30.10.23

É preciso morrer alguém?

 


«O novembro “dramático”, como antecipou o diretor-executivo do SNS, está à porta e não há soluções para os problemas na saúde. As negociações, que decorrem há mais de um ano entre o Governo e os sindicatos médicos, avançaram na semana passada, com a apresentação de propostas dos dois lados, criando a legítima expectativa por parte da população de que o acordo estaria à vista, mas ainda não está fechado. E é cada vez mais evidente que um eventual acerto entre as partes pode não ser suficiente para resolver os problemas estruturais que se acumulam.

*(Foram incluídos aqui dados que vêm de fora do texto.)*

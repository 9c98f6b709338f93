//! Integration tests for cidr-expand
//!
//! These tests drive `run()` the way `main` does, with in-memory streams.

use cidr_expand::{run, Cli, ExpandError, ParseError};
use pretty_assertions::assert_eq;
use std::io::Cursor;
use std::path::PathBuf;
use tempfile::tempdir;

fn cli(cidr: Option<&str>, output_path: Option<PathBuf>) -> Cli {
    Cli {
        cidr: cidr.map(str::to_string),
        output_path,
    }
}

fn run_to_string(cli: &Cli, stdin: &str) -> Result<(usize, String), ExpandError> {
    let mut stdin = Cursor::new(stdin.to_string());
    let mut stdout: Vec<u8> = Vec::new();
    let count = run(cli, &mut stdin, &mut stdout)?;
    Ok((count, String::from_utf8(stdout).expect("stdout is utf8")))
}

#[test]
fn test_console_output_from_argument() {
    let (count, stdout) = run_to_string(&cli(Some("192.168.0.0/24"), None), "").unwrap();

    assert_eq!(count, 254);
    let lines: Vec<&str> = stdout.lines().collect();
    assert_eq!(lines.len(), 254);
    assert_eq!(lines[0], "192.168.0.1");
    assert_eq!(lines[253], "192.168.0.254");
}

#[test]
fn test_console_output_from_stdin() {
    let (count, stdout) = run_to_string(&cli(None, None), "10.0.0.0/30\n").unwrap();

    assert_eq!(count, 2);
    assert_eq!(stdout, "10.0.0.1\n10.0.0.2\n");
}

#[test]
fn test_file_output_mirrors_console() {
    let dir = tempdir().unwrap();
    let path = dir.path().join("output.txt");

    let (count, stdout) =
        run_to_string(&cli(Some("10.0.255.0/23"), Some(path.clone())), "").unwrap();

    assert_eq!(count, 510);
    let written = std::fs::read_to_string(&path).unwrap();
    assert_eq!(written, stdout);
    assert!(written.ends_with("10.0.255.254\n"));
    assert!(written.contains("10.0.254.255\n10.0.255.0\n"));
}

#[test]
fn test_malformed_cidr_creates_no_file() {
    let dir = tempdir().unwrap();
    let path = dir.path().join("output.txt");

    let err = run_to_string(&cli(Some("not-a-cidr"), Some(path.clone())), "").unwrap_err();

    assert!(matches!(
        err,
        ExpandError::Parse(ParseError::MissingPrefix(_))
    ));
    assert_eq!(err.exit_code(), 1);
    assert!(!path.exists(), "no output file for a bad CIDR");
}

#[test]
fn test_out_of_range_prefix() {
    let err = run_to_string(&cli(Some("10.0.0.0/33"), None), "").unwrap_err();
    assert!(matches!(
        err,
        ExpandError::Parse(ParseError::PrefixOutOfRange { prefix: 33, .. })
    ));
}

#[test]
fn test_empty_stdin() {
    let err = run_to_string(&cli(None, None), "").unwrap_err();
    assert!(matches!(err, ExpandError::Parse(ParseError::Empty)));
}

#[test]
fn test_point_to_point_block_is_empty() {
    let dir = tempdir().unwrap();
    let path = dir.path().join("output.txt");

    let (count, stdout) =
        run_to_string(&cli(Some("10.0.0.0/31"), Some(path.clone())), "").unwrap();

    assert_eq!(count, 0);
    assert_eq!(stdout, "");
    assert_eq!(std::fs::read_to_string(&path).unwrap(), "");
}

#[test]
fn test_unwritable_output_path() {
    let dir = tempdir().unwrap();
    let path = dir.path().join("no-such-dir").join("output.txt");

    let (err, stdout) = {
        let mut stdin = Cursor::new(String::new());
        let mut stdout: Vec<u8> = Vec::new();
        let err = run(
            &cli(Some("10.0.0.0/30"), Some(path.clone())),
            &mut stdin,
            &mut stdout,
        )
        .unwrap_err();
        (err, stdout)
    };

    assert!(matches!(err, ExpandError::Io { .. }));
    assert!(stdout.is_empty());
}

#[test]
fn test_ipv6_block() {
    let (count, stdout) = run_to_string(&cli(Some("2001:db8::/125"), None), "").unwrap();

    assert_eq!(count, 6);
    assert_eq!(stdout.lines().next(), Some("2001:db8::1"));
    assert_eq!(stdout.lines().last(), Some("2001:db8::6"));
}

#[test]
fn test_same_input_same_output() {
    let first = run_to_string(&cli(Some("172.16.4.0/22"), None), "").unwrap();
    let second = run_to_string(&cli(Some("172.16.4.0/22"), None), "").unwrap();
    assert_eq!(first, second);
}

António Costa disse sábado, na Comissão Política do PS, que o “SNS não é slogan” e que a reforma em curso visa proteger o seu futuro. Mas não há SNS, nem futuro, sem as pessoas que lá trabalham todos os dias. E os sinais de desgaste em várias classes profissionais são demasiado evidentes. A rápida expansão do movimento Médicos em Luta, que mobilizou a recusa às horas extra e conta já com cerca de quatro mil profissionais, mais do que um sintoma da insatisfação da classe é uma nova realidade que pode baralhar as dinâmicas negociais. Porque não estando sujeito a qualquer tutela sindical, pode desafiar eventuais acordos que venham a ser conseguidos.

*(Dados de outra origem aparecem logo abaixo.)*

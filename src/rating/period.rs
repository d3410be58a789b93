//! Rating period processing
//!
//! Game results are collected for a period and then processed in two phases.
//! The read phase computes a pending rating for every participant against one
//! snapshot of committed ratings, so no player ever sees an opponent's value
//! from the same period. The commit phase applies every pending value and
//! stores the batch. A failure in the read phase leaves storage untouched.

use crate::error::{RatingError, Result};
use crate::rating::calculator::RatingCalculator;
use crate::rating::glicko2::{clamp_score, Match, PendingRating};
use crate::rating::storage::{RatingEntry, RatingStorage};
use crate::types::{GameResult, PlayerId, RatingChange};
use std::collections::{BTreeMap, HashMap};
use tracing::{debug, info};

/// Results collected for one rating period
#[derive(Debug, Clone)]
pub struct RatingPeriod {
    results: Vec<GameResult>,
    decay_inactive: bool,
}

impl Default for RatingPeriod {
    fn default() -> Self {
        Self::new()
    }
}

impl RatingPeriod {
    pub fn new() -> Self {
        Self {
            results: Vec::new(),
            decay_inactive: true,
        }
    }

    /// Whether registered players without games in this period decay
    pub fn with_decay_inactive(mut self, decay_inactive: bool) -> Self {
        self.decay_inactive = decay_inactive;
        self
    }

    /// Add a result; the opponent is credited with the mirrored score
    pub fn add_result(&mut self, result: GameResult) -> Result<()> {
        if result.player_id.is_empty() || result.opponent_id.is_empty() {
            return Err(RatingError::invalid("player ids must not be empty"));
        }
        if result.player_id == result.opponent_id {
            return Err(RatingError::invalid(format!(
                "player {} cannot play against itself",
                result.player_id
            )));
        }

        self.results.push(result);
        Ok(())
    }

    pub fn record(
        &mut self,
        player_id: impl Into<PlayerId>,
        opponent_id: impl Into<PlayerId>,
        score: f64,
    ) -> Result<()> {
        self.add_result(GameResult::new(player_id, opponent_id, score))
    }

    pub fn results(&self) -> &[GameResult] {
        &self.results
    }

    pub fn len(&self) -> usize {
        self.results.len()
    }

    pub fn is_empty(&self) -> bool {
        self.results.is_empty()
    }

    /// Games per player as (opponent, clamped score) pairs, both sides of every result
    fn games_by_player(&self) -> BTreeMap<&str, Vec<(&str, f64)>> {
        let mut games: BTreeMap<&str, Vec<(&str, f64)>> = BTreeMap::new();
        for result in &self.results {
            let score = clamp_score(result.score);
            games
                .entry(result.player_id.as_str())
                .or_default()
                .push((result.opponent_id.as_str(), score));
            games
                .entry(result.opponent_id.as_str())
                .or_default()
                .push((result.player_id.as_str(), 1.0 - score));
        }
        games
    }

    /// Run the period against `storage` and return one change per updated player, sorted by id
    pub fn process<C>(
        &self,
        storage: &dyn RatingStorage,
        calculator: &C,
    ) -> Result<Vec<RatingChange>>
    where
        C: RatingCalculator + ?Sized,
    {
        let games = self.games_by_player();

        let mut snapshot = storage.get_all_ratings()?;
        for player_id in games.keys() {
            if !snapshot.contains_key(*player_id) {
                debug!(player_id, "registering new player");
                snapshot.insert(
                    player_id.to_string(),
                    RatingEntry::new(player_id.to_string(), calculator.initial_rating()?),
                );
            }
        }

        info!(
            results = self.results.len(),
            participants = games.len(),
            registered = snapshot.len(),
            "processing rating period"
        );

        // Read phase: every pending value is computed from committed ratings only
        let pending = self.read_phase(&snapshot, &games, calculator)?;

        // Commit phase
        let mut changes = Vec::with_capacity(pending.len());
        let mut updated = Vec::with_capacity(pending.len());
        for (player_id, pending_rating) in pending {
            let mut entry = snapshot
                .get(&player_id)
                .cloned()
                .ok_or_else(|| RatingError::PlayerNotFound {
                    player_id: player_id.clone(),
                })?;

            let old_rating = calculator.display(&entry.rating);
            let mut rating = entry.rating;
            rating.apply(pending_rating);
            entry.update_rating(rating);

            let played = games.get(player_id.as_str()).map(Vec::as_slice).unwrap_or(&[]);
            for (_, score) in played {
                entry.record_result(*score);
            }

            let new_rating = calculator.display(&entry.rating);
            changes.push(RatingChange {
                player_id: player_id.clone(),
                old_rating,
                new_rating,
                delta: new_rating.rating - old_rating.rating,
                games: played.len(),
            });
            updated.push(entry);
        }

        storage.store_ratings(updated)?;
        info!(updated = changes.len(), "rating period committed");

        Ok(changes)
    }

    fn read_phase<C>(
        &self,
        snapshot: &HashMap<PlayerId, RatingEntry>,
        games: &BTreeMap<&str, Vec<(&str, f64)>>,
        calculator: &C,
    ) -> Result<BTreeMap<PlayerId, PendingRating>>
    where
        C: RatingCalculator + ?Sized,
    {
        let mut pending = BTreeMap::new();

        for (player_id, entry) in snapshot {
            match games.get(player_id.as_str()) {
                Some(played) => {
                    let matches = played
                        .iter()
                        .map(|(opponent_id, score)| {
                            snapshot
                                .get(*opponent_id)
                                .map(|opponent| Match::new(&opponent.rating, *score))
                                .ok_or_else(|| RatingError::PlayerNotFound {
                                    player_id: opponent_id.to_string(),
                                })
                        })
                        .collect::<Result<Vec<_>>>()?;

                    let update = calculator.calculate_update(&entry.rating, &matches)?;
                    pending.insert(player_id.clone(), update);
                }
                None if self.decay_inactive => {
                    pending.insert(player_id.clone(), calculator.calculate_decay(&entry.rating));
                }
                None => {}
            }
        }

        Ok(pending)
    }
}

A responsabilidade pelo impasse nas negociações até pode ser partilhada, mas é ao Governo que compete assegurar condições para o SNS funcionar e garantir que os portugueses têm efetivamente direito à saúde. E isso não está a acontecer. Há serviços hospitalares a colapsar, urgências fechadas ou sem todas as especialidades necessárias para acudir à população. Mais de 1,6 milhões de utentes não têm médico de família. As imagens de idosos a passar a noite à porta do centro de saúde na tentativa de arranjar uma consulta é degradante. Pessoas de baixos recursos estão a fazer seguros porque têm pânico de adoecer e não terem assistência, como alertou, em entrevista ao JN, Adalberto Campos Fernandes, ex-ministro da Saúde socialista. É o SNS em mínimos históricos. Envergonha-nos a todos.

Perante isto tudo, Costa insiste nas contas certas e amealha o excedente. Ele, que viu cair Marta Temido - a ministra da Saúde que resistiu a uma pandemia, mas se demitiu na sequência da morte de uma grávida por falta de assistência no Santa Maria -, está à espera de quê para resolver esta crise? Será preciso morrer (mais) alguém?»